[<prev] [next>] [<thread-prev] [thread-next>] [day] [month] [year] [list]
Message-ID: <e7740427-ad09-3386-838d-05146c029a80@intel.com>
Date: Tue, 20 Aug 2019 06:57:10 -0700
From: Dave Hansen <dave.hansen@...el.com>
To: Song Liu <songliubraving@...com>, linux-kernel@...r.kernel.org,
linux-mm@...ck.org
Cc: kernel-team@...com, stable@...r.kernel.org,
Joerg Roedel <jroedel@...e.de>,
Thomas Gleixner <tglx@...utronix.de>,
Dave Hansen <dave.hansen@...ux.intel.com>,
Andy Lutomirski <luto@...nel.org>,
Peter Zijlstra <peterz@...radead.org>
Subject: Re: [PATCH] x86/mm/pti: in pti_clone_pgtable() don't increase addr by
PUD_SIZE
On 8/20/19 12:51 AM, Song Liu wrote:
> In our x86_64 kernel, pti_clone_pgtable() fails to clone 7 PMDs because
> of this issuse, including PMD for the irq entry table.

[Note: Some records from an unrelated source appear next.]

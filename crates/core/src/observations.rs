//! Sensor observations and the session that owns them
//!
//! Datasets are delimited text: a header row, then
//! `latitude, longitude, concentration` per row. Extra columns are ignored.
//!
//! [`ObservationSession`] is the single writer of the current observation
//! set. Loads parse entirely outside the lock and swap the finished set in,
//! so a reader taking a [`snapshot`](ObservationSession::snapshot) sees either
//! the old set or the new one, never a partial load.

use crate::error::{PlumeError, PlumeResult};
use parking_lot::RwLock;
use serde::{Deserialize, Serialize};
use std::path::{Path, PathBuf};
use std::sync::Arc;
use tracing::{info, warn};

/// One measured concentration at a geographic point
#[derive(Debug, Clone, Copy, PartialEq, Serialize, Deserialize)]
pub struct SensorObservation {
    /// Latitude (degrees)
    pub latitude: f64,
    /// Longitude (degrees)
    pub longitude: f64,
    /// Measured concentration (g/m³)
    pub concentration: f64,
}

/// How a sensor dataset is split and how bad rows are treated
#[derive(Debug, Clone, Copy, PartialEq, Eq)]
pub struct CsvOptions {
    /// Column delimiter
    pub delimiter: char,
    /// Lines starting with this (after trimming) are skipped
    pub comment_prefix: char,
    /// Fail on the first bad row instead of skipping it
    pub strict: bool,
}

impl Default for CsvOptions {
    fn default() -> Self {
        Self {
            delimiter: ',',
            comment_prefix: '#',
            strict: false,
        }
    }
}

/// Parse a sensor dataset from text
///
/// The first line is always treated as a header. `source` only labels
/// diagnostics.
///
/// # Errors
///
/// - [`PlumeError::MalformedRow`] on the first bad row when `options.strict`
/// - [`PlumeError::NoValidRows`] when nothing usable remains
pub fn parse_observations(
    content: &str,
    options: &CsvOptions,
    source: &Path,
) -> PlumeResult<Vec<SensorObservation>> {
    let mut observations = Vec::new();
    let mut rows_seen = 0;
    let mut skipped = 0;

    for (index, line) in content.lines().enumerate().skip(1) {
        let trimmed = line.trim();
        if trimmed.is_empty() || trimmed.starts_with(options.comment_prefix) {
            continue;
        }
        rows_seen += 1;

        match parse_row(trimmed, options.delimiter) {
            Ok(obs) => observations.push(obs),
            Err(message) => {
                if options.strict {
                    return Err(PlumeError::MalformedRow {
                        line: index + 1,
                        message,
                    });
                }
                warn!("{}:{}: skipping row: {}", source.display(), index + 1, message);
                skipped += 1;
            }
        }
    }

    if observations.is_empty() {
        return Err(PlumeError::NoValidRows {
            path: source.to_path_buf(),
            rows_seen,
        });
    }
    if skipped > 0 {
        warn!(
            "{}: kept {} of {} rows ({} skipped)",
            source.display(),
            observations.len(),
            rows_seen,
            skipped
        );
    }
    Ok(observations)
}

fn parse_row(line: &str, delimiter: char) -> Result<SensorObservation, String> {
    let mut fields = line.split(delimiter).map(str::trim);
    let mut next = |name: &str| -> Result<f64, String> {
        let raw = fields
            .next()
            .ok_or_else(|| format!("missing {name} column"))?;
        let value: f64 = raw
            .parse()
            .map_err(|_| format!("{name} '{raw}' is not a number"))?;
        if value.is_finite() {
            Ok(value)
        } else {
            Err(format!("{name} '{raw}' is not finite"))
        }
    };

    Ok(SensorObservation {
        latitude: next("latitude")?,
        longitude: next("longitude")?,
        concentration: next("concentration")?,
    })
}

/// Owner of the current observation set
///
/// Cheap to share behind an `Arc`; snapshots are immutable and outlive any
/// later load or clear.
#[derive(Debug, Default)]
pub struct ObservationSession {
    current: RwLock<Option<Arc<[SensorObservation]>>>,
}

impl ObservationSession {
    /// Empty session
    pub fn new() -> Self {
        Self::default()
    }

    /// Replace the current set with the contents of a CSV file
    ///
    /// On failure the previous set is left untouched.
    ///
    /// # Errors
    ///
    /// [`PlumeError::Io`] or any error from [`parse_observations`].
    pub fn load_csv<P: AsRef<Path>>(&self, path: P) -> PlumeResult<usize> {
        self.load_csv_with(path, &CsvOptions::default())
    }

    /// [`load_csv`](Self::load_csv) with explicit options
    ///
    /// # Errors
    ///
    /// See [`load_csv`](Self::load_csv).
    pub fn load_csv_with<P: AsRef<Path>>(
        &self,
        path: P,
        options: &CsvOptions,
    ) -> PlumeResult<usize> {
        let path = path.as_ref();
        let content = std::fs::read_to_string(path)?;
        let observations = parse_observations(&content, options, path)?;
        Ok(self.replace(observations))
    }

    /// Replace the current set with observations parsed from text
    ///
    /// # Errors
    ///
    /// See [`parse_observations`].
    pub fn load_str(&self, content: &str) -> PlumeResult<usize> {
        let observations =
            parse_observations(content, &CsvOptions::default(), &PathBuf::from("<memory>"))?;
        Ok(self.replace(observations))
    }

    /// Replace the current set with already-built observations
    ///
    /// An empty vector clears the session.
    pub fn replace(&self, observations: Vec<SensorObservation>) -> usize {
        let count = observations.len();
        let next = if observations.is_empty() {
            None
        } else {
            Some(Arc::from(observations))
        };
        *self.current.write() = next;
        info!("Observation session now holds {} sensors", count);
        count
    }

    /// Drop the current set
    pub fn clear(&self) {
        *self.current.write() = None;
    }

    /// Immutable view of the current set
    ///
    /// # Errors
    ///
    /// [`PlumeError::NoObservationsLoaded`] when the session is empty.
    pub fn snapshot(&self) -> PlumeResult<Arc<[SensorObservation]>> {
        self.current
            .read()
            .clone()
            .ok_or(PlumeError::NoObservationsLoaded)
    }

    /// Number of observations currently held
    pub fn len(&self) -> usize {
        self.current.read().as_ref().map_or(0, |set| set.len())
    }

    /// Whether the session holds no data
    pub fn is_empty(&self) -> bool {
        self.len() == 0
    }
}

For a memcache
> like workload, this introduces about 4.5x more iTLB-load and about 2.5x
> more iTLB-load-misses on a Skylake CPU.
I was surprised that this manifests as a performance issue. Usually
messing up PTI page table manipulation means you get to experience the
jobs of debugging triple faults. But, it makes sense if its this line:
/*
* Note that this will undo _some_ of the work that
* pti_set_kernel_image_nonglobal() did to clear the
* global bit.
*/
pti_clone_pgtable(start, end_clone, PTI_LEVEL_KERNEL_IMAGE);
which is restoring the Global bit.
*But*, that shouldn't get hit on a Skylake CPU since those have PCIDs
and shouldn't have a global kernel image. Could you confirm whether
PCIDs are supported on this CPU?
> pud = pud_offset(p4d, addr);
> if (pud_none(*pud)) {
> - addr += PUD_SIZE;
> + addr += PMD_SIZE;
> continue;
> }
Did we also bugger up this code:
pmd = pmd_offset(pud, addr);
if (pmd_none(*pmd)) {
addr += PMD_SIZE;
continue;
}
if we're on 32-bit and this:
#define PTI_LEVEL_KERNEL_IMAGE PTI_CLONE_PTE
and we get a hole walking to a non-PMD-aligned address?